* WHAT TO PRODUCE *
Wherever the word "visit" appears in the entries, copy the whole line.

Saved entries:
↓
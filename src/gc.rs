//! Cycle collection for reference-counted heap objects.
//!
//! Objects and scopes are plain `Rc<RefCell<_>>` handles, so acyclic garbage
//! is freed as soon as the last handle drops. Cycles (an object storing
//! itself, a function whose closure scope holds the function, ...) are
//! reclaimed here by trial deletion:
//!
//! 1. Every tracked node starts with `gc_refs = strong_count`.
//! 2. Each edge between two tracked nodes subtracts one from the target.
//! 3. Nodes with `gc_refs > 0` are referenced from outside the tracked graph
//!    (Rust locals, native closures, payloads). They are roots.
//! 4. Everything reachable from a root survives. The rest is reset, which
//!    drops its outgoing references and breaks the cycle.
//!
//! Anything the collector cannot see through (native closures, host
//! payloads, interpreted bodies) only ever counts as an external reference,
//! so collection is conservative.

use tracing::debug;

use crate::environment::Scope;
use crate::object::HeapObject;
use crate::prelude::*;

// ============================================================================
// Traceable / Reset
// ============================================================================

/// Types that can enumerate the tracked handles they hold.
pub trait Traceable {
    /// Call `visit` with the identity of every object or scope handle stored
    /// directly in `self`, once per strong reference held.
    fn trace(&self, visit: &mut dyn FnMut(usize));
}

/// Types that can be emptied when found to be garbage.
pub trait Reset: Traceable {
    /// Detach and return the current contents, leaving an empty value behind.
    fn reset(&mut self) -> Self;
}

// ============================================================================
// Registry
// ============================================================================

/// Default threshold: collect after this many registrations
pub const DEFAULT_GC_THRESHOLD: usize = 10_000;

/// Minimum registry size before dead entries are pruned without a collection
const MIN_PRUNE_LEN: usize = 1024;

enum Tracked {
    Object(Weak<RefCell<HeapObject>>),
    Scope(Weak<RefCell<Scope>>),
}

impl Tracked {
    fn upgrade(&self) -> Option<Node> {
        match self {
            Tracked::Object(weak) => weak.upgrade().map(Node::Object),
            Tracked::Scope(weak) => weak.upgrade().map(Node::Scope),
        }
    }

    fn is_alive(&self) -> bool {
        match self {
            Tracked::Object(weak) => weak.strong_count() > 0,
            Tracked::Scope(weak) => weak.strong_count() > 0,
        }
    }
}

enum Node {
    Object(Rc<RefCell<HeapObject>>),
    Scope(Rc<RefCell<Scope>>),
}

enum Detached {
    Object(HeapObject),
    Scope(Scope),
}

impl Node {
    fn addr(&self) -> usize {
        match self {
            Node::Object(rc) => rc_addr(rc),
            Node::Scope(rc) => rc_addr(rc),
        }
    }

    /// Strong references held outside this collection pass
    fn external_count(&self) -> usize {
        let count = match self {
            Node::Object(rc) => Rc::strong_count(rc),
            Node::Scope(rc) => Rc::strong_count(rc),
        };
        count.saturating_sub(1)
    }

    /// Returns false if the node is currently borrowed mutably
    fn trace(&self, visit: &mut dyn FnMut(usize)) -> bool {
        match self {
            Node::Object(rc) => trace_cell(&**rc, visit),
            Node::Scope(rc) => trace_cell(&**rc, visit),
        }
    }

    fn reset(&self) -> Option<Detached> {
        match self {
            Node::Object(rc) => rc
                .try_borrow_mut()
                .ok()
                .map(|mut obj| Detached::Object(obj.reset())),
            Node::Scope(rc) => rc
                .try_borrow_mut()
                .ok()
                .map(|mut scope| Detached::Scope(scope.reset())),
        }
    }

    fn downgrade(&self) -> Tracked {
        match self {
            Node::Object(rc) => Tracked::Object(Rc::downgrade(rc)),
            Node::Scope(rc) => Tracked::Scope(Rc::downgrade(rc)),
        }
    }
}

fn trace_cell<T: Traceable>(cell: &RefCell<T>, visit: &mut dyn FnMut(usize)) -> bool {
    match cell.try_borrow() {
        Ok(data) => {
            data.trace(visit);
            true
        }
        Err(_) => false,
    }
}

/// Statistics about the collector
#[derive(Debug, Clone, Copy, Default, PartialEq, Eq)]
pub struct GcStats {
    /// Number of completed collections
    pub collections: usize,
    /// Live tracked nodes after the last collection
    pub live_nodes: usize,
    /// Nodes reclaimed by the last collection
    pub last_collected: usize,
    /// Nodes reclaimed since the thread started
    pub total_collected: usize,
}

struct Collector {
    tracked: Vec<Tracked>,
    /// Registrations since the last collection
    since_last: usize,
    /// 0 disables automatic collection
    threshold: usize,
    prune_at: usize,
    collecting: bool,
    stats: GcStats,
}

impl Collector {
    fn new() -> Self {
        Self {
            tracked: Vec::new(),
            since_last: 0,
            threshold: DEFAULT_GC_THRESHOLD,
            prune_at: MIN_PRUNE_LEN,
            collecting: false,
            stats: GcStats::default(),
        }
    }

    /// Register a node; returns true when an automatic collection is due
    fn push(&mut self, entry: Tracked) -> bool {
        self.tracked.push(entry);
        self.since_last += 1;

        if self.tracked.len() >= self.prune_at {
            self.tracked.retain(Tracked::is_alive);
            self.prune_at = (self.tracked.len() * 2).max(MIN_PRUNE_LEN);
        }

        self.threshold > 0 && self.since_last >= self.threshold && !self.collecting
    }
}

thread_local! {
    static COLLECTOR: RefCell<Collector> = RefCell::new(Collector::new());
}

fn register(entry: Tracked) {
    let due = COLLECTOR.with(|c| c.borrow_mut().push(entry));
    if due {
        collect();
    }
}

pub(crate) fn track_object(rc: &Rc<RefCell<HeapObject>>) {
    register(Tracked::Object(Rc::downgrade(rc)));
}

pub(crate) fn track_scope(rc: &Rc<RefCell<Scope>>) {
    register(Tracked::Scope(Rc::downgrade(rc)));
}

/// Set the automatic collection threshold (0 = disable automatic collection)
pub fn set_gc_threshold(threshold: usize) {
    COLLECTOR.with(|c| c.borrow_mut().threshold = threshold);
}

pub fn gc_threshold() -> usize {
    COLLECTOR.with(|c| c.borrow().threshold)
}

pub fn stats() -> GcStats {
    COLLECTOR.with(|c| c.borrow().stats)
}

// ============================================================================
// Collection
// ============================================================================

/// Reclaim unreachable cycles on this thread.
///
/// Returns the number of objects and scopes that were reset. Calling this
/// from inside a collection (for example from a payload's `Drop`) is a no-op.
pub fn collect() -> usize {
    let entries = COLLECTOR.with(|c| {
        let mut c = c.borrow_mut();
        if c.collecting {
            return None;
        }
        c.collecting = true;
        Some(core::mem::take(&mut c.tracked))
    });
    let Some(entries) = entries else {
        return 0;
    };

    let nodes: Vec<Node> = entries.iter().filter_map(Tracked::upgrade).collect();
    drop(entries);

    let mut index: FxHashMap<usize, usize> = FxHashMap::default();
    index.reserve(nodes.len());
    for (i, node) in nodes.iter().enumerate() {
        index.insert(node.addr(), i);
    }

    // Subtract internal edges
    let mut gc_refs: Vec<usize> = nodes.iter().map(Node::external_count).collect();
    let mut edges: Vec<Vec<usize>> = Vec::with_capacity(nodes.len());
    let mut pinned = vec![false; nodes.len()];
    for (i, node) in nodes.iter().enumerate() {
        let mut children = Vec::new();
        let traced = node.trace(&mut |addr| {
            if let Some(&j) = index.get(&addr) {
                children.push(j);
            }
        });
        if !traced {
            // Mutably borrowed right now; someone up the stack is using it
            if let Some(flag) = pinned.get_mut(i) {
                *flag = true;
            }
        }
        for &j in &children {
            if let Some(count) = gc_refs.get_mut(j) {
                *count = count.saturating_sub(1);
            }
        }
        edges.push(children);
    }

    // Mark from roots
    let mut marked = vec![false; nodes.len()];
    let mut stack: Vec<usize> = (0..nodes.len())
        .filter(|&i| {
            gc_refs.get(i).is_some_and(|&n| n > 0) || pinned.get(i).copied().unwrap_or(false)
        })
        .collect();
    while let Some(i) = stack.pop() {
        match marked.get_mut(i) {
            Some(flag) if !*flag => *flag = true,
            _ => continue,
        }
        if let Some(children) = edges.get(i) {
            let unmarked = children
                .iter()
                .copied()
                .filter(|&j| !marked.get(j).copied().unwrap_or(true));
            stack.extend(unmarked);
        }
    }

    // Sweep: detach garbage contents first, drop them once no borrows remain
    let mut survivors = Vec::new();
    let mut detached = Vec::new();
    for (node, &live) in nodes.iter().zip(marked.iter()) {
        if live {
            survivors.push(node.downgrade());
            continue;
        }
        match node.reset() {
            Some(contents) => detached.push(contents),
            None => survivors.push(node.downgrade()),
        }
    }
    let collected = detached.len();
    let live_nodes = survivors.len();

    COLLECTOR.with(|c| {
        let mut c = c.borrow_mut();
        c.tracked.extend(survivors);
        c.since_last = 0;
        c.stats.collections += 1;
        c.stats.live_nodes = live_nodes;
        c.stats.last_collected = collected;
        c.stats.total_collected += collected;
    });

    drop(nodes);
    drop(detached);

    COLLECTOR.with(|c| c.borrow_mut().collecting = false);

    debug!(collected, live = live_nodes, "gc cycle finished");
    collected
}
↑
* ANSWER FOR THE TASK *
    /// Call `visit` with the identity of every object or scope handle stored
    fn trace(&self, visit: &mut dyn FnMut(usize));
    fn trace(&self, visit: &mut dyn FnMut(usize)) -> bool {
            Node::Object(rc) => trace_cell(&**rc, visit),
            Node::Scope(rc) => trace_cell(&**rc, visit),
fn trace_cell<T: Traceable>(cell: &RefCell<T>, visit: &mut dyn FnMut(usize)) -> bool {
            data.trace(visit);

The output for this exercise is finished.